Também não vou negar que muitas vezes o candidato interno leva vantagem sobre o externo, mas, antes de começar a difamar os programas, seja sensato e tenha um pouco de discernimento. O candidato interno já deu um duro danado para entrar naquele lugar em primeiro lugar, e precisou ralar mais ainda para mostrar um bom trabalho. De certo modo, ele já está um passo à sua frente. Não estou dizendo que você não é merecedor, mas não deixe de enxergar o mérito que esse outro talento também possui e é todo dele. Ademais, se um gestor conhece um colaborador que já tem um excelente desempenho, bom relacionamento e confiança de todos, por que não demonstrar reconhecimento? Por que arriscar com uma pessoa “de fora”?
A resposta para essa questão é simples: O objetivo dos programas é atrair talentos. Se você for "bom” de verdade (tipo “fora da curva”), a alta direção dará um jeito de lhe contratar, nem que tenham de aumentar o número de vagas, promover o candidato interno a um outro cargo ou mesmo lhe convidar para uma posição tão desafiadora quanto a de um trainee.
Caso nenhuma dessas possibilidades aconteça, de certo modo quem perde é a empresa, pois mais cedo ou mais tarde você encontrará uma boa colocação no mercado.
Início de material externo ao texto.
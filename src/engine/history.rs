//! Most recent snapshot per member slot.

use clusterwatch_types::{MemberSlot, Snapshot};

/// The last successful snapshot of each slot.
///
/// Sized once from the topology. A slot that has never been snapshotted (or
/// whose every attempt failed) holds `None`.
#[derive(Debug, Clone, Default)]
pub struct SnapshotHistory {
    slots: Vec<Option<Snapshot>>,
}

impl SnapshotHistory {
    pub fn new(slot_count: usize) -> Self {
        Self {
            slots: vec![None; slot_count],
        }
    }

    pub fn len(&self) -> usize {
        self.slots.len()
    }

    pub fn is_empty(&self) -> bool {
        self.slots.is_empty()
    }

    pub fn get(&self, slot: MemberSlot) -> Option<&Snapshot> {
        self.slots.get(slot.index()).and_then(Option::as_ref)
    }

    /// Store `snapshot` as the slot's latest, returning the one it replaces.
    ///
    /// Slots outside the topology are ignored.
    pub fn replace(&mut self, slot: MemberSlot, snapshot: Snapshot) -> Option<Snapshot> {
        self.slots
            .get_mut(slot.index())
            .and_then(|entry| entry.replace(snapshot))
    }

    /// Forget everything and resize for a new topology.
    pub fn reset(&mut self, slot_count: usize) {
        self.slots = vec![None; slot_count];
    }

    /// Number of slots with a baseline.
    pub fn observed(&self) -> usize {
        self.slots.iter().filter(|s| s.is_some()).count()
    }
}
//! Error types for adapters.

use thiserror::Error;

/// Errors that can occur when talking to a cluster.
///
/// Errors are `Clone` so they can travel inside monitor events.
#[derive(Debug, Clone, PartialEq, Eq, Error)]
pub enum AdapterError {
    /// Could not reach the cluster or a member.
    #[error("Connection failed: {0}")]
    Connection(String),

    /// The server rejected or failed a command.
    #[error("Command failed: {0}")]
    Command(String),

    /// Failed to parse a server response.
    #[error("Failed to parse response: {0}")]
    Parse(String),

    /// Authentication failed.
    #[error("Authentication failed: {0}")]
    Auth(String),

    /// Timeout waiting for response.
    #[error("Request timed out")]
    Timeout,

    /// Feature not supported by this cluster (e.g. not a replica set).
    #[error("Feature not supported: {0}")]
    Unsupported(String),
}

#[cfg(feature = "mongodb")]
impl From<mongodb::error::Error> for AdapterError {
    fn from(err: mongodb::error::Error) -> Self {
        use mongodb::error::ErrorKind;

        match err.kind.as_ref() {
            ErrorKind::ServerSelection { .. } => AdapterError::Connection(err.to_string()),
            ErrorKind::Io(io) if io.kind() == std::io::ErrorKind::TimedOut => AdapterError::Timeout,
            ErrorKind::Io(_) | ErrorKind::DnsResolve { .. } => {
                AdapterError::Connection(err.to_string())
            }
            ErrorKind::Authentication { .. } => AdapterError::Auth(err.to_string()),
            ErrorKind::InvalidArgument { .. } => AdapterError::Connection(err.to_string()),
            ErrorKind::Command(command) => {
                // NoReplicationEnabled: the server is a standalone, not a replica set
                if command.code == 76 {
                    AdapterError::Unsupported(command.message.clone())
                } else {
                    AdapterError::Command(command.message.clone())
                }
            }
            ErrorKind::InvalidResponse { .. } | ErrorKind::BsonDeserialization(_) => {
                AdapterError::Parse(err.to_string())
            }
            _ => AdapterError::Command(err.to_string()),
        }
    }
}
//! Snapshot - a point-in-time view of document counts on one cluster member.

use std::collections::BTreeMap;

use crate::{current_timestamp_ms, CollectionKey};

/// Document counts per collection for one member at one sampling instant.
///
/// Snapshots are immutable once built: the only way to construct one is the
/// [`SnapshotBuilder`], and no mutable accessors are exposed.
///
/// # Example
///
/// ```rust
/// use clusterwatch_types::Snapshot;
///
/// let snapshot = Snapshot::builder()
///     .collection("shop", "orders", 10)
///     .collection("shop", "carts", 0)
///     .build();
///
/// assert_eq!(snapshot.total_documents(), 10);
/// ```
#[derive(Debug, Clone, PartialEq, Eq)]
#[cfg_attr(feature = "serde", derive(serde::Serialize, serde::Deserialize))]
pub struct Snapshot {
    /// Unix timestamp in milliseconds when this snapshot was taken.
    timestamp_ms: u64,

    /// Document count for each collection, keyed by qualified name.
    counts: BTreeMap<CollectionKey, u64>,
}

impl Snapshot {
    /// Create a builder for constructing snapshots.
    pub fn builder() -> SnapshotBuilder {
        SnapshotBuilder::new()
    }

    /// When this snapshot was taken (milliseconds since Unix epoch).
    pub fn timestamp_ms(&self) -> u64 {
        self.timestamp_ms
    }

    /// Check if the snapshot is empty (no collections).
    pub fn is_empty(&self) -> bool {
        self.counts.is_empty()
    }

    /// Number of collections in the snapshot.
    pub fn len(&self) -> usize {
        self.counts.len()
    }

    /// Document count for a collection, if it was present.
    pub fn count(&self, key: &CollectionKey) -> Option<u64> {
        self.counts.get(key).copied()
    }

    /// Whether the collection was present when the snapshot was taken.
    pub fn contains(&self, key: &CollectionKey) -> bool {
        self.counts.contains_key(key)
    }

    /// Iterate over all collections in key order.
    pub fn iter(&self) -> impl Iterator<Item = (&CollectionKey, u64)> {
        self.counts.iter().map(|(k, v)| (k, *v))
    }

    /// The underlying count mapping.
    pub fn counts(&self) -> &BTreeMap<CollectionKey, u64> {
        &self.counts
    }

    /// Total documents across all collections.
    pub fn total_documents(&self) -> u64 {
        self.counts.values().sum()
    }

    /// Number of distinct databases that contributed collections.
    pub fn database_count(&self) -> usize {
        let mut last: Option<&str> = None;
        let mut count = 0;
        for key in self.counts.keys() {
            if last != Some(key.database.as_str()) {
                count += 1;
                last = Some(key.database.as_str());
            }
        }
        count
    }
}

/// Builder for constructing `Snapshot` instances.
#[derive(Debug, Default)]
pub struct SnapshotBuilder {
    timestamp_ms: Option<u64>,
    counts: BTreeMap<CollectionKey, u64>,
}

impl SnapshotBuilder {
    /// Create a new builder.
    pub fn new() -> Self {
        Self::default()
    }

    /// Set a specific timestamp (milliseconds since Unix epoch).
    pub fn timestamp_ms(mut self, ts: u64) -> Self {
        self.timestamp_ms = Some(ts);
        self
    }

    /// Record the document count for `database.collection`.
    pub fn collection(
        self,
        database: impl Into<String>,
        collection: impl Into<String>,
        count: u64,
    ) -> Self {
        self.key(CollectionKey::new(database, collection), count)
    }

    /// Record the document count for a qualified key.
    ///
    /// Recording the same key twice keeps the last count.
    pub fn key(mut self, key: CollectionKey, count: u64) -> Self {
        self.counts.insert(key, count);
        self
    }

    /// Record a count without consuming the builder.
    pub fn insert(&mut self, key: CollectionKey, count: u64) {
        self.counts.insert(key, count);
    }

    /// Build the snapshot, stamping it with the current time if no timestamp was set.
    pub fn build(self) -> Snapshot {
        Snapshot {
            timestamp_ms: self.timestamp_ms.unwrap_or_else(current_timestamp_ms),
            counts: self.counts,
        }
    }
}

#[cfg(test)]
mod tests {
    use super::*;

    #[test]
    fn test_snapshot_builder() {
        let snapshot = Snapshot::builder()
            .timestamp_ms(1703160000000)
            .collection("shop", "orders", 10)
            .collection("shop", "users", 2)
            .collection("audit", "events", 0)
            .build();

        assert_eq!(snapshot.len(), 3);
        assert_eq!(snapshot.timestamp_ms(), 1703160000000);
        assert_eq!(snapshot.total_documents(), 12);
        assert_eq!(snapshot.database_count(), 2);
        assert_eq!(snapshot.count(&CollectionKey::new("audit", "events")), Some(0));
        assert!(snapshot.contains(&CollectionKey::new("audit", "events")));
    }

    #[test]
    fn test_missing_collection_has_no_count() {
        let snapshot = Snapshot::builder().collection("shop", "orders", 10).build();
        assert_eq!(snapshot.count(&CollectionKey::new("shop", "users")), None);
    }

    #[test]
    fn test_build_stamps_current_time() {
        let before = current_timestamp_ms();
        let snapshot = Snapshot::builder().build();
        assert!(snapshot.timestamp_ms() >= before);
        assert!(snapshot.is_empty());
    }

    #[cfg(feature = "serde")]
    #[test]
    fn test_serializes_counts_as_namespace_object() {
        let snapshot = Snapshot::builder()
            .timestamp_ms(1)
            .collection("shop", "orders", 10)
            .build();

        let json = serde_json::to_value(&snapshot).unwrap();
        assert_eq!(json["counts"]["shop.orders"], 10);
    }
}
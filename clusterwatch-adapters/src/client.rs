//! The capability surface the monitor needs from a cluster driver.

use std::fmt::Debug;
use std::sync::Arc;

use async_trait::async_trait;
use clusterwatch_types::ReplicaMember;

use crate::AdapterError;

/// Read-only access to a replicated document-database cluster.
///
/// Every method is an I/O call and may suspend. Implementations must be safe
/// to share between concurrent tasks (`Arc<dyn ClusterClient>`).
#[async_trait]
pub trait ClusterClient: Send + Sync + Debug {
    /// Names of every logical database.
    async fn list_database_names(&self) -> Result<Vec<String>, AdapterError>;

    /// Names of every collection in `database`.
    async fn list_collection_names(&self, database: &str) -> Result<Vec<String>, AdapterError>;

    /// Number of documents in a collection (no filter).
    async fn count_documents(&self, database: &str, collection: &str)
        -> Result<u64, AdapterError>;

    /// The member list from the replication status command.
    async fn replica_set_members(&self) -> Result<Vec<ReplicaMember>, AdapterError>;

    /// Storage size of `database` in bytes, from its statistics command.
    async fn storage_size_bytes(&self, database: &str) -> Result<f64, AdapterError>;

    /// Open a client that talks to a single member directly.
    async fn connect_member(
        &self,
        member: &ReplicaMember,
    ) -> Result<Arc<dyn ClusterClient>, AdapterError>;

    /// Returns a human-readable description of the cluster endpoint.
    fn description(&self) -> &str;
}
use std::io;
use std::path::{Path, PathBuf};
use std::sync::Arc;
use std::time::Duration;

use anyhow::{Context, Result};
use clap::Parser;
use clusterwatch::engine::SnapshotEngine;
use clusterwatch::headless::NdjsonSink;
use clusterwatch::logging::{self, LogTarget, LOG_FILE};
use clusterwatch::source::ChannelSource;
use clusterwatch::ui::Theme;
use clusterwatch::{input, ui, App, Monitor, MonitorBuilder, MonitorHandle, Overrides, Settings};
use clusterwatch_adapters::mongo::MongoAdapter;
use clusterwatch_adapters::ClusterClient;
use crossterm::{
    event::{DisableMouseCapture, EnableMouseCapture, Event},
    execute,
    terminal::{disable_raw_mode, enable_raw_mode, EnterAlternateScreen, LeaveAlternateScreen},
};
use ratatui::{backend::CrosstermBackend, Terminal};
use tokio::runtime::Runtime;
use tracing::info;

#[derive(Parser, Debug)]
#[command(name = "clusterwatch", version)]
#[command(about = "Watch document counts change across a MongoDB replica set")]
struct Args {
    /// MongoDB connection string, e.g. mongodb://db1,db2/?replicaSet=rs0
    #[arg(short, long)]
    connect: Option<String>,

    /// Config file (TOML, YAML or JSON)
    #[arg(long)]
    config: Option<PathBuf>,

    /// Milliseconds between polls
    #[arg(short, long)]
    interval_ms: Option<u64>,

    /// Snapshot each node through a direct connection to it
    #[arg(long)]
    per_member: bool,

    /// Print events as NDJSON instead of running the terminal UI
    #[arg(long, conflicts_with = "browse")]
    headless: bool,

    /// List a database's collections with document counts and exit
    #[arg(short, long, value_name = "DATABASE")]
    browse: Option<String>,

    /// Log filter used when RUST_LOG is unset (e.g. "debug")
    #[arg(long)]
    log_level: Option<String>,
}

impl Args {
    fn overrides(&self) -> Overrides {
        Overrides {
            connection_string: self.connect.clone(),
            poll_interval_ms: self.interval_ms,
            per_member_targeting: self.per_member.then_some(true),
            log_level: self.log_level.clone(),
        }
    }
}

fn main() -> Result<()> {
    let args = Args::parse();

    let settings = Settings::load(args.config.as_deref(), args.overrides())
        .context("Failed to load configuration")?;

    // The terminal UI owns stdout, so its logs go to a file
    let target = if args.headless || args.browse.is_some() {
        LogTarget::Stderr
    } else {
        LogTarget::File(Path::new(LOG_FILE))
    };
    logging::init(&settings.log_level, target)?;

    let rt = Runtime::new()?;
    let client = rt.block_on(connect(&settings))?;

    if let Some(ref database) = args.browse {
        return rt.block_on(browse(client.as_ref(), database, &settings));
    }

    if args.headless {
        return rt.block_on(run_headless(client, &settings));
    }

    run_with_tui(&rt, client, &settings)
}

async fn connect(settings: &Settings) -> Result<Arc<dyn ClusterClient>> {
    let adapter = MongoAdapter::builder()
        .endpoint(&settings.connection_string)
        .connect()
        .await
        .context("Failed to connect to cluster")?;
    info!(endpoint = adapter.description(), "Connected");
    Ok(Arc::new(adapter))
}

fn monitor_builder(client: Arc<dyn ClusterClient>, settings: &Settings) -> MonitorBuilder {
    Monitor::builder()
        .client(client)
        .interval(settings.poll_interval())
        .filter(settings.filter())
        .per_member_targeting(settings.per_member_targeting)
}

/// Print the collections of one database with their document counts.
async fn browse(client: &dyn ClusterClient, database: &str, settings: &Settings) -> Result<()> {
    let counts = SnapshotEngine::new(settings.filter())
        .browse(client, database)
        .await
        .with_context(|| format!("Failed to browse database {database}"))?;

    if counts.is_empty() {
        println!("No collections in {database}");
        return Ok(());
    }

    let width = counts.iter().map(|(name, _)| name.len()).max().unwrap_or(0);
    println!("Collections in {database}:");
    for (name, count) in counts {
        println!("  {name:<width$}  {count:>12}");
    }
    Ok(())
}

/// Run without a terminal UI until interrupted.
async fn run_headless(client: Arc<dyn ClusterClient>, settings: &Settings) -> Result<()> {
    let (sink, writer) = NdjsonSink::spawn();
    let monitor = monitor_builder(client, settings)
        .sink(sink)
        .connect()
        .await
        .context("Failed to start monitor")?;

    let handle = monitor.start();
    tokio::signal::ctrl_c().await?;
    info!("Interrupted, stopping monitor");

    handle.stop();
    // Dropping the monitor closes the sink so the writer can drain and exit
    drop(handle.join().await?);
    writer.await?;
    Ok(())
}

/// Run the monitor on the runtime and the terminal UI on this thread.
fn run_with_tui(rt: &Runtime, client: Arc<dyn ClusterClient>, settings: &Settings) -> Result<()> {
    let (tx, source) = ChannelSource::create(client.description());

    let monitor = rt
        .block_on(monitor_builder(client, settings).sink(tx).connect())
        .context("Failed to start monitor")?;
    let handle = {
        let _guard = rt.enter();
        monitor.start()
    };

    let result = run_tui(Box::new(source), &handle);

    handle.stop();
    rt.block_on(handle.join())?;
    result
}

fn run_tui(source: Box<ChannelSource>, handle: &MonitorHandle) -> Result<()> {
    // Detect the theme before raw mode, the query needs a cooked terminal
    let theme = Theme::auto_detect();

    enable_raw_mode()?;
    let mut stdout = io::stdout();
    execute!(stdout, EnterAlternateScreen, EnableMouseCapture)?;
    let backend = CrosstermBackend::new(stdout);
    let mut terminal = Terminal::new(backend)?;

    // Setup panic hook to restore terminal
    let original_hook = std::panic::take_hook();
    std::panic::set_hook(Box::new(move |panic| {
        let _ = disable_raw_mode();
        let _ = execute!(io::stdout(), LeaveAlternateScreen, DisableMouseCapture);
        original_hook(panic);
    }));

    let mut app = App::new(source, theme);
    app.poll_events();

    let result = run_app(&mut terminal, &mut app, handle);

    // Restore terminal
    disable_raw_mode()?;
    execute!(
        terminal.backend_mut(),
        LeaveAlternateScreen,
        DisableMouseCapture
    )?;
    terminal.show_cursor()?;

    result
}

fn run_app(
    terminal: &mut Terminal<CrosstermBackend<io::Stdout>>,
    app: &mut App,
    handle: &MonitorHandle,
) -> Result<()> {
    while app.running {
        terminal.draw(|frame| ui::render(frame, app))?;

        if let Some(event) = input::poll_event(Duration::from_millis(100))? {
            match event {
                Event::Key(key) => input::handle_key_event(app, key),
                Event::Mouse(mouse) => input::handle_mouse_event(app, mouse),
                _ => {}
            }
        }

        if app.take_rediscover_request() {
            handle.rediscover();
        }

        app.poll_events();
    }

    Ok(())
}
Cabe então seguir em frente, sem se deixar esmorecer pelos obstáculos que surgem ao longo do caminho.
Enfim. Esse é um assunto muito controverso e tudo o que fiz aqui foi dar a minha opinião, baseada em minhas experiências como candidata e como recrutadora. De qualquer modo, não recomendo sair por aí se queixando que foi “garfado” para uma vaga por conta de uma indicação. Isso não faz nada bem ao seu equilíbrio emocional e muito menos à sua imagem profissional.